With the tug heeled over, there was an opportunity for water to enter the hull through openings on the deck: for example, through the open engine room exhaust vents. The engine room exhaust vents were the lowest downflooding point on the tug when the other deck openings were secured. Within a short period of time, water entering through these openings would begin to downflood the tug, causing it to sink.
Finding as to causes and contributing factors
As the tug and barge were making the turn around Europa Point in opposing wind and current with a reduced effective bollard pull, the drag force of the barge may have led the tug to heel over and the deck edge to submerge, resulting in downflooding through deck openings and the vessel sinking.

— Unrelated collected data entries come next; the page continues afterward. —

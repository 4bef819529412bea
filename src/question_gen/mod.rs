//! 出题域模块
//!
//! 候选题从模型原始文本到可入库题目的完整处理链：
//! parser（文本 -> 结构化草稿）→ validator（语法校验 + 确定性修复）。
//! simulated 提供模型不可用时的兜底生成。

pub mod parser;
pub mod prompts;
pub mod simulated;
pub mod types;
pub mod validator;

pub use types::{
    AnswerAnalysis, Difficulty, DraftError, DraftOutcome, QuestionDraft, QuestionOption,
    QuestionType, RepairAction, RepairKind,
};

The actions taken by the master and DH2 in the moments before DH1 entered the wheelhouse are not known. However, the fact that the towline was no longer attached to the tug post-occurrence and the fact that it showed no signs of having parted under tension suggest that the towing winch brake was released at some point in an attempt to abort the tow and prevent the tug from capsizing or sinking.
As the tug sank, the 3 crew members were forced to abandon into the cold rough sea conditions. The master and DH2 had been in the process of donning their immersion suits before entering the water. For an immersion suit to work optimally, it must be fully zipped up, the hood and gloves must be donned, the inflatable head support must be inflated, and the ankle straps must be secured. If the suit is only partially zipped up or the hood is not donned, water can enter the suit and act as a weight that causes the person to sink. If the ankle straps are not secured, air pockets can collect in the lower part of the suit and cause the person’s feet to float to the surface. If the inflatable head support is not inflated, the person has no buoyant head support to keep their head above the water. A person floating horizontally in the water without an inflatable head support has a harder time keeping their head above the water than a person with an inflatable head support.

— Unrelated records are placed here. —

//! 数据库管理模块
//!
//! 提供独立 SQLite 数据库的初始化和管理功能。
//! 使用 r2d2 连接池，支持并发访问。
//!
//! ## 设计原则
//! - **单一数据库**：使用单个 `quizgen.db`
//! - **连接池管理**：使用 r2d2 管理连接池
//! - **WAL 模式**：提升后台任务与查询路径的并发性能

use anyhow::{Context, Result};
use r2d2::Pool;
use r2d2_sqlite::SqliteConnectionManager;
use std::fs;
use std::path::{Path, PathBuf};
use std::time::Duration;
use tracing::{info, warn};

use crate::models::AppError;

/// 数据库文件名
const DATABASE_FILENAME: &str = "quizgen.db";

/// 连接池上限
const MAX_POOL_SIZE: u32 = 8;

/// 获取连接的等待上限
const POOL_CONNECTION_TIMEOUT: Duration = Duration::from_secs(10);

/// SQLite 连接池类型
pub type DbPool = Pool<SqliteConnectionManager>;

/// SQLite 池化连接类型
pub type PooledConnection = r2d2::PooledConnection<SqliteConnectionManager>;

/// 数据库管理器
pub struct Database {
    pool: DbPool,
    db_path: PathBuf,
}

impl Database {
    /// 在指定目录下创建（或打开）数据库并初始化 Schema
    pub fn new(data_dir: &Path) -> Result<Self> {
        fs::create_dir_all(data_dir)
            .with_context(|| format!("创建数据目录失败: {:?}", data_dir))?;
        let db_path = data_dir.join(DATABASE_FILENAME);

        let pool = Self::build_pool(&db_path)?;
        let db = Database { pool, db_path };
        db.initialize_schema()?;
        Ok(db)
    }

    /// 直接以文件路径打开（测试用）
    pub fn open_at(db_path: &Path) -> Result<Self> {
        if let Some(parent) = db_path.parent() {
            fs::create_dir_all(parent)
                .with_context(|| format!("创建数据库目录失败: {:?}", parent))?;
        }
        let pool = Self::build_pool(db_path)?;
        let db = Database {
            pool,
            db_path: db_path.to_path_buf(),
        };
        db.initialize_schema()?;
        Ok(db)
    }

    fn build_pool(db_path: &Path) -> Result<DbPool> {
        let manager = SqliteConnectionManager::file(db_path).with_init(|conn| {
            // WAL + busy_timeout：后台出题任务与审核查询并发访问同一库
            conn.execute_batch(
                "PRAGMA journal_mode = WAL;
                 PRAGMA synchronous = NORMAL;
                 PRAGMA busy_timeout = 5000;
                 PRAGMA foreign_keys = ON;",
            )
        });

        let pool = Pool::builder()
            .max_size(MAX_POOL_SIZE)
            .connection_timeout(POOL_CONNECTION_TIMEOUT)
            .build(manager)
            .context("创建数据库连接池失败")?;

        info!("[Database] 连接池就绪: {:?}", db_path);
        Ok(pool)
    }

    /// 获取池化连接
    pub fn get_conn(&self) -> Result<PooledConnection> {
        self.pool.get().context("获取数据库连接失败")
    }

    /// 获取池化连接（服务层错误类型）
    pub fn get_conn_safe(&self) -> std::result::Result<PooledConnection, AppError> {
        self.pool
            .get()
            .map_err(|e| AppError::database(format!("获取数据库连接失败: {}", e)))
    }

    pub fn db_path(&self) -> &Path {
        &self.db_path
    }

    fn initialize_schema(&self) -> Result<()> {
        let conn = self.get_conn()?;
        conn.execute_batch(
            "BEGIN;
            CREATE TABLE IF NOT EXISTS generation_tasks (
                id TEXT PRIMARY KEY,
                material_id TEXT NOT NULL,
                requested_count INTEGER NOT NULL,
                question_types TEXT NOT NULL, -- JSON数组
                difficulty TEXT NOT NULL,
                knowledge_points TEXT NOT NULL, -- JSON数组
                status TEXT NOT NULL DEFAULT 'pending',
                accepted_count INTEGER NOT NULL DEFAULT 0,
                generated_count INTEGER NOT NULL DEFAULT 0,
                success_rate REAL NOT NULL DEFAULT 0,
                slot_retries TEXT NOT NULL DEFAULT '[]', -- JSON数组
                provider_config_id TEXT,
                simulated INTEGER NOT NULL DEFAULT 0,
                created_by TEXT,
                error TEXT,
                created_at TEXT NOT NULL,
                updated_at TEXT NOT NULL
            );
            CREATE INDEX IF NOT EXISTS idx_tasks_status
                ON generation_tasks(status);

            CREATE TABLE IF NOT EXISTS questions (
                id TEXT PRIMARY KEY,
                task_id TEXT NOT NULL,
                question_type TEXT NOT NULL,
                stem TEXT NOT NULL,
                options_json TEXT NOT NULL, -- JSON数组 [{key, content}]
                correct_answer TEXT NOT NULL,
                analysis_json TEXT NOT NULL, -- {material_excerpt, reasoning, conclusion}
                quality_score INTEGER NOT NULL DEFAULT 0,
                status TEXT NOT NULL DEFAULT 'ai_reviewing',
                issues TEXT NOT NULL DEFAULT '[]', -- JSON数组
                reviewer_comment TEXT,
                repaired INTEGER NOT NULL DEFAULT 0,
                repair_actions TEXT NOT NULL DEFAULT '[]', -- JSON数组
                simulated INTEGER NOT NULL DEFAULT 0,
                created_at TEXT NOT NULL,
                updated_at TEXT NOT NULL,
                FOREIGN KEY(task_id) REFERENCES generation_tasks(id)
            );
            CREATE INDEX IF NOT EXISTS idx_questions_task
                ON questions(task_id);
            CREATE INDEX IF NOT EXISTS idx_questions_status
                ON questions(status);

            CREATE TABLE IF NOT EXISTS materials (
                id TEXT PRIMARY KEY,
                title TEXT,
                content TEXT NOT NULL,
                created_at TEXT NOT NULL
            );

            CREATE TABLE IF NOT EXISTS settings (
                key TEXT PRIMARY KEY,
                value TEXT NOT NULL,
                updated_at TEXT NOT NULL
            );
            COMMIT;",
        )
        .context("初始化数据库Schema失败")?;

        Ok(())
    }

    // ========================================================================
    // settings 表读写
    // ========================================================================

    pub fn get_setting(&self, key: &str) -> std::result::Result<Option<String>, AppError> {
        let conn = self.get_conn_safe()?;
        let value = conn
            .query_row(
                "SELECT value FROM settings WHERE key = ?1",
                rusqlite::params![key],
                |row| row.get::<_, String>(0),
            )
            .map(Some)
            .or_else(|e| match e {
                rusqlite::Error::QueryReturnedNoRows => Ok(None),
                other => Err(other),
            })
            .map_err(|e| AppError::database(format!("读取设置 {} 失败: {}", key, e)))?;
        Ok(value)
    }

    pub fn set_setting(&self, key: &str, value: &str) -> std::result::Result<(), AppError> {
        let conn = self.get_conn_safe()?;
        let now = chrono::Utc::now().to_rfc3339();
        conn.execute(
            "INSERT INTO settings (key, value, updated_at) VALUES (?1, ?2, ?3)
             ON CONFLICT(key) DO UPDATE SET value = ?2, updated_at = ?3",
            rusqlite::params![key, value, now],
        )
        .map_err(|e| {
            warn!("[Database] 写入设置 {} 失败: {}", key, e);
            AppError::database(format!("写入设置 {} 失败: {}", key, e))
        })?;
        Ok(())
    }
}
// quizgen library entry
// AI 出题与审核服务：把教学材料变成考题，经自动复审与人工审核后可用。

pub mod database;
pub mod generation_service;
pub mod llm_manager;
pub mod models;
pub mod providers;
pub mod question_gen;
pub mod repos;
pub mod review_service;
pub mod settings;

use std::path::Path;
use std::sync::Arc;

pub use database::Database;
pub use generation_service::GenerationService;
pub use llm_manager::{ApiConfig, CompletionClient, LLMManager, PromptSpec, ProviderAvailability};
pub use models::{
    AppError, AppErrorType, CreateTaskRequest, GenerationTask, TaskProgress, TaskStatus,
    TaskStatusView,
};
pub use providers::ProviderError;
pub use question_gen::{Difficulty, QuestionType};
pub use repos::{DbMaterialStore, MaterialStore, Question, ReviewStatus};
pub use review_service::{ReviewDecision, ReviewService};
pub use settings::{AppSettings, GenerationSettings};

/// 初始化 tracing 订阅者（RUST_LOG 可覆盖过滤等级）
pub fn init_tracing() {
    use tracing_subscriber::EnvFilter;
    let filter = EnvFilter::try_from_default_env().unwrap_or_else(|_| EnvFilter::new("info"));
    let _ = tracing_subscriber::fmt().with_env_filter(filter).try_init();
}

/// 组装好的应用实例
///
/// 把数据库、模型管理器与两个服务装配到一起，供宿主进程或集成测试
/// 直接使用。材料源默认落在本库的 materials 表；需要外部材料源时
/// 直接用各服务的构造函数自行装配。
pub struct Quizgen {
    pub db: Arc<Database>,
    pub llm: Arc<LLMManager>,
    pub generation: Arc<GenerationService>,
    pub review: Arc<ReviewService>,
}

impl Quizgen {
    pub fn open(data_dir: &Path, settings: AppSettings) -> Result<Self, AppError> {
        let db = Arc::new(
            Database::new(data_dir)
                .map_err(|e| AppError::database(format!("初始化数据库失败: {}", e)))?,
        );
        let llm = Arc::new(LLMManager::new(db.clone()));
        settings.bootstrap_providers(&llm)?;

        let review = Arc::new(ReviewService::new(
            db.clone(),
            settings.generation.screen_threshold,
        ));
        let generation = Arc::new(GenerationService::new(
            db.clone(),
            llm.clone(),
            Arc::new(DbMaterialStore::new(db.clone())),
            review.clone(),
            settings.generation.clone(),
        ));

        Ok(Self {
            db,
            llm,
            generation,
            review,
        })
    }
}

Post-occurrence, it was determined that the immersion suits worn by the master and DH2 were not fully donned. There are a number of possible reasons for this: the crew had a limited time available to don their suits before abandoning the tug and were likely hurrying to do so on a wet and unstable surface without assistance. The investigation also determined that the crew had not practised donning their suits in drills because it was not the practice for drills to be carried out on the Ingenika, which undermined their ability to become familiar with donning the suits and learn the importance of the steps involved.

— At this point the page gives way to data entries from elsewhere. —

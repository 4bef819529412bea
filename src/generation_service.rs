//! 出题任务编排器
//!
//! 驱动一个生成任务从创建走到终态：按槽位并发调用模型、对每个槽位做
//! 有限重试、把通过校验且达到接受阈值的候选题入库并原子推进进度，
//! 直到达到请求数量或耗尽尝试预算。
//!
//! - 模型配置在任务创建时快照，任务全程独占使用（切换默认模型只影响
//!   后续任务）。
//! - 取消是协作式的：槽位在每次尝试之间检查取消标志，在途调用允许
//!   完成，但其结果不再入库，也不再发起新调用。
//! - 任务级墙钟预算独立于单次调用超时；超出预算时保留已接受的题目。
//! - 持久化错误对任务是致命的：立即中止，已落库的题目保持有效。

use dashmap::DashMap;
use futures::stream::{self, StreamExt};
use std::sync::atomic::{AtomicBool, AtomicU64, Ordering};
use std::sync::Arc;
use std::time::Duration;
use tokio::sync::{Mutex, Semaphore};
use tokio::time::Instant;
use tokio_util::sync::CancellationToken;
use tracing::{debug, error, info, warn};

use crate::database::Database;
use crate::llm_manager::{ApiConfig, CompletionClient};
use crate::models::{
    AppError, CreateTaskRequest, GenerationTask, TaskStatus, TaskStatusView,
};
use crate::question_gen::prompts::build_generation_prompt;
use crate::question_gen::simulated::simulated_draft;
use crate::question_gen::types::{Difficulty, QuestionType};
use crate::question_gen::{parser, validator};
use crate::repos::question_repo::{CreateQuestionParams, Question, QuestionRepo};
use crate::repos::task_repo::TaskRepo;
use crate::repos::MaterialStore;
use crate::review_service::ReviewService;
use crate::settings::GenerationSettings;

/// 单个槽位的收尾方式
#[derive(Debug)]
enum SlotEnd {
    /// 槽位产出一道已入库的题目
    Accepted,
    /// 耗尽槽位预算仍无产出
    Shortfall(String),
    /// 任务被取消，槽位放弃
    Cancelled,
    /// 任务级墙钟预算耗尽
    DeadlineExceeded,
    /// 持久化错误，整个任务中止
    Fatal(String),
}

#[derive(Debug)]
struct SlotReport {
    slot_index: usize,
    retries: u32,
    end: SlotEnd,
}

/// 一次后台运行的汇总（终态判定的输入）
struct RunSummary {
    slot_retries: Vec<u32>,
    deadline_hit: bool,
    fatal: Option<String>,
    last_error: Option<String>,
    simulated: bool,
}

pub struct GenerationService {
    db: Arc<Database>,
    client: Arc<dyn CompletionClient>,
    materials: Arc<dyn MaterialStore>,
    review: Arc<ReviewService>,
    settings: GenerationSettings,
    /// 运行中的任务追踪：task_id -> (CancellationToken, generation)
    /// generation 计数器用于区分同键任务的取消/重启竞态
    running_tasks: DashMap<String, (CancellationToken, u64)>,
    generation_counter: AtomicU64,
}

The investigation also found that the zippers on both the master’s and DH2’s suits encountered an area of resistance before they were fully zipped up. Immersion suit zippers inherently have some resistance, but it was not possible to determine exactly how much resistance the zippers had before the master and DH2 entered the water. Nonetheless, the investigation did establish that the suits had not been routinely maintained, an element of which is lubricating the zippers. This may have exacerbated the resistance felt when trying to don the suits. Zipper resistance may therefore have been another factor that contributed to the master’s and DH2’s suits being only partly zipped up.
Finding as to causes and contributing factors
The immersion suits on 2 of the crew members were only partially donned, which resulted in cold water entering the suits and caused the crew members’ deaths by hypothermia and subsequent drowning.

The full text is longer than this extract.